### Problem to solve
Among the records, which lines include "problems"? List them.

### Entries provided
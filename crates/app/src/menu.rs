use std::io::{self, BufRead, Write};
use std::sync::Arc;

use quiz_core::model::{QuestionDraft, parse_choice_list};
use services::{
    AdminCredentials, Clock, QuestionService, QuestionServiceError, QuizSession, StudentService,
    StudentServiceError, StudentSlot,
};
use storage::Storage;
use tracing::{info, warn};

use crate::config::AppConfig;
use crate::console::Console;

/// Knobs injected into the menu at construction.
#[derive(Debug, Clone, Default)]
pub struct MenuSettings {
    pub admin: AdminCredentials,
    pub persist_scores: bool,
    pub clock: Clock,
}

impl MenuSettings {
    #[must_use]
    pub fn from_config(config: &AppConfig) -> Self {
        Self {
            admin: config.admin.clone(),
            persist_scores: config.quiz.persist_scores,
            clock: Clock::system(),
        }
    }
}

#[derive(Debug, Clone, Copy, PartialEq, Eq)]
enum Flow {
    Continue,
    Exit,
}

/// Reads the next answer or leaves the current flow at end of input.
macro_rules! ask {
    ($self:ident, $label:expr) => {
        match $self.console.prompt($label)? {
            Some(line) => line,
            None => return Ok(Flow::Exit),
        }
    };
}

/// The interactive quiz menu.
///
/// Storage problems are printed and the loop carries on; only console I/O errors end it.
pub struct Menu<R, W> {
    console: Console<R, W>,
    questions: QuestionService,
    students: StudentService,
    settings: MenuSettings,
}

impl<R: BufRead, W: Write> Menu<R, W> {
    /// Load both stores and report any load problems on the console.
    ///
    /// # Errors
    ///
    /// Propagates console output failures.
    pub fn open(
        mut console: Console<R, W>,
        storage: &Storage,
        settings: MenuSettings,
    ) -> io::Result<Self> {
        let questions = QuestionService::load(Arc::clone(&storage.questions));
        if let Some(warning) = questions.load_warning() {
            console.say(format!("Warning: question bank only partially loaded: {warning}"))?;
        }

        let students = match StudentService::load(Arc::clone(&storage.students)) {
            Ok(students) => students,
            Err(err) => {
                warn!(error = %err, "student records unavailable; continuing with none loaded");
                console.say(format!("Warning: could not load student records: {err}"))?;
                StudentService::unread(Arc::clone(&storage.students))
            }
        };
        if let Some(warning) = students.load_warning() {
            console.say(format!("Warning: student records only partially loaded: {warning}"))?;
        }

        Ok(Self {
            console,
            questions,
            students,
            settings,
        })
    }

    pub fn into_console(self) -> Console<R, W> {
        self.console
    }

    #[must_use]
    pub fn questions(&self) -> &QuestionService {
        &self.questions
    }

    #[must_use]
    pub fn students(&self) -> &StudentService {
        &self.students
    }

    /// Run the top-level menu until "Exit" or end of input.
    ///
    /// # Errors
    ///
    /// Propagates console I/O failures.
    pub fn run(&mut self) -> io::Result<()> {
        self.console.say("Welcome to the Quiz Management System")?;

        loop {
            self.console.say("Select your role:")?;
            self.console.say("1. Student Signup")?;
            self.console.say("2. Student Login")?;
            self.console.say("3. Admin")?;
            self.console.say("4. Exit")?;
            let Some(choice) = self.console.prompt("Enter your choice: ")? else {
                break;
            };

            let flow = match choice.trim() {
                "1" => self.signup()?,
                "2" => self.login()?,
                "3" => self.admin_login()?,
                "4" => Flow::Exit,
                _ => {
                    self.console.say("Invalid choice. Please try again.")?;
                    Flow::Continue
                }
            };
            if flow == Flow::Exit {
                break;
            }
        }

        self.console.say("Exiting the Quiz Management System.")
    }

    fn signup(&mut self) -> io::Result<Flow> {
        let name = ask!(self, "Enter your name: ");
        let password = ask!(self, "Enter a password: ");

        match self.students.signup(&name, &password) {
            Ok(_) => self
                .console
                .say(format!("Student {name} signed up successfully."))?,
            Err(StudentServiceError::Storage(err)) => self.console.say(format!(
                "Student {name} signed up for this session, but saving failed: {err}"
            ))?,
            Err(err) => self.console.say(format!("Signup failed: {err}"))?,
        }
        Ok(Flow::Continue)
    }

    fn login(&mut self) -> io::Result<Flow> {
        let name = ask!(self, "Enter your name: ");
        let password = ask!(self, "Enter your password: ");

        let Some(slot) = self.students.login(&name, &password) else {
            self.console
                .say("Invalid username or password. Please check your credentials.")?;
            return Ok(Flow::Continue);
        };

        info!(username = %name, "student logged in");
        if self.take_quiz(slot)? == Flow::Exit {
            return Ok(Flow::Exit);
        }
        self.console
            .say(format!("Thank you, {name}, for taking the quiz!"))?;
        Ok(Flow::Continue)
    }

    fn take_quiz(&mut self, slot: StudentSlot) -> io::Result<Flow> {
        let mut quiz = QuizSession::new(self.questions.questions(), self.settings.clock);
        if let Err(err) = quiz.start() {
            self.console.say(format!("Could not start the quiz: {err}"))?;
            return Ok(Flow::Continue);
        }
        if quiz.total_questions() == 0 {
            self.console.say("No questions are available yet.")?;
        }

        while let Some(view) = quiz.current_view() {
            let progress = quiz.progress();
            self.console.say(format!(
                "Question {}/{} ({} answered):",
                view.number, progress.total, progress.answered
            ))?;
            self.console.say(&view.text)?;
            for choice in &view.choices {
                self.console.say(format!("{}. {}", choice.label, choice.text))?;
            }

            let answer = ask!(self, "Your answer: ");
            match quiz.answer_current(&answer) {
                Ok(outcome) if outcome.correct => self.console.say("Correct!")?,
                Ok(outcome) => self.console.say(format!(
                    "Incorrect. The correct answer is: {}",
                    outcome.expected
                ))?,
                Err(err) => {
                    self.console.say(format!("Quiz stopped: {err}"))?;
                    return Ok(Flow::Continue);
                }
            }
        }

        let grade = match quiz.grade().and_then(|_| quiz.finish()) {
            Ok(grade) => grade,
            Err(err) => {
                self.console.say(format!("Quiz could not be graded: {err}"))?;
                return Ok(Flow::Continue);
            }
        };
        if let (Some(started), Some(graded)) = (quiz.started_at(), quiz.graded_at()) {
            info!(
                score = %grade,
                seconds = (graded - started).num_seconds(),
                "quiz graded"
            );
        }
        self.console.say("Quiz Complete!")?;
        self.console.say(format!("Your Score: {grade}"))?;

        if let Err(err) = self
            .students
            .record_grade(slot, &grade, self.settings.persist_scores)
        {
            self.console
                .say(format!("Your score could not be saved: {err}"))?;
        }
        Ok(Flow::Continue)
    }

    fn admin_login(&mut self) -> io::Result<Flow> {
        let username = ask!(self, "Admin Username: ");
        let password = ask!(self, "Admin Password: ");

        if !self.settings.admin.verify(&username, &password) {
            self.console
                .say("Admin login failed. Please check your credentials.")?;
            return Ok(Flow::Continue);
        }
        self.admin_menu()
    }

    fn admin_menu(&mut self) -> io::Result<Flow> {
        loop {
            self.console.say("")?;
            self.console.say("Admin Options:")?;
            self.console.say("1. Add Question")?;
            self.console.say("2. Remove Question")?;
            self.console.say("3. List Questions")?;
            self.console.say("4. Logout")?;
            let choice = ask!(self, "Enter your choice: ");

            let flow = match choice.trim() {
                "1" => self.add_question()?,
                "2" => self.remove_question()?,
                "3" => {
                    self.list_questions(true)?;
                    Flow::Continue
                }
                "4" => {
                    self.console.say("Logging out as admin.")?;
                    return Ok(Flow::Continue);
                }
                _ => {
                    self.console.say("Invalid choice. Please try again.")?;
                    Flow::Continue
                }
            };
            if flow == Flow::Exit {
                return Ok(Flow::Exit);
            }
        }
    }

    fn add_question(&mut self) -> io::Result<Flow> {
        let text = ask!(self, "Enter the question text: ");
        let answer = ask!(self, "Enter the answer: ");

        let is_mcq = loop {
            let raw = ask!(self, "Is it a Multiple Choice Question? (true/false): ");
            match parse_yes_no(&raw) {
                Some(value) => break value,
                None => self.console.say("Please answer true or false.")?,
            }
        };

        let draft = if is_mcq {
            let raw = ask!(self, "Enter the choices (comma-separated): ");
            QuestionDraft::multiple_choice(text, parse_choice_list(&raw), answer)
        } else {
            QuestionDraft::true_false(text, answer)
        };

        match self.questions.add_draft(draft) {
            Ok(_) => self.console.say("Question added successfully!")?,
            Err(QuestionServiceError::Storage(err)) => self.console.say(format!(
                "Question added, but saving the question bank failed: {err}"
            ))?,
            Err(err) => self.console.say(format!("Question not added: {err}"))?,
        }
        Ok(Flow::Continue)
    }

    fn remove_question(&mut self) -> io::Result<Flow> {
        if self.questions.is_empty() {
            self.console.say("There are no questions to remove.")?;
            return Ok(Flow::Continue);
        }

        self.console.say("Select a question to remove:")?;
        self.list_questions(false)?;
        let raw = ask!(self, "Enter the question number: ");

        let selected = raw
            .trim()
            .parse::<usize>()
            .ok()
            .and_then(|number| number.checked_sub(1))
            .and_then(|index| self.questions.list().get(index))
            .map(|entry| entry.id);
        let Some(id) = selected else {
            self.console.say("Invalid choice. Please try again.")?;
            return Ok(Flow::Continue);
        };

        match self.questions.remove(id) {
            Ok(_) => self.console.say("Question removed successfully!")?,
            Err(QuestionServiceError::Storage(err)) => self.console.say(format!(
                "Question removed, but saving the question bank failed: {err}"
            ))?,
            Err(err) => self.console.say(format!("Question not removed: {err}"))?,
        }
        Ok(Flow::Continue)
    }

    fn list_questions(&mut self, with_answers: bool) -> io::Result<()> {
        if with_answers {
            self.console.say("")?;
            self.console.say("List of Questions:")?;
            if self.questions.is_empty() {
                self.console.say("The question bank is empty.")?;
            }
        }

        let lines: Vec<String> = self
            .questions
            .list()
            .iter()
            .enumerate()
            .map(|(index, entry)| {
                let question = &entry.question;
                let mut line = format!("{}. [{}] {}", index + 1, question.kind(), question.text());
                if with_answers {
                    line.push_str(&format!(" (Answer: {})", question.answer()));
                }
                line
            })
            .collect();
        for line in lines {
            self.console.say(line)?;
        }
        Ok(())
    }
}

fn parse_yes_no(raw: &str) -> Option<bool> {
    match raw.trim().to_ascii_lowercase().as_str() {
        "true" | "yes" | "y" => Some(true),
        "false" | "no" | "n" => Some(false),
        _ => None,
    }
}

### Output for this exercise
/// Storage problems are printed and the loop carries on; only console I/O errors end it.
    /// Load both stores and report any load problems on the console.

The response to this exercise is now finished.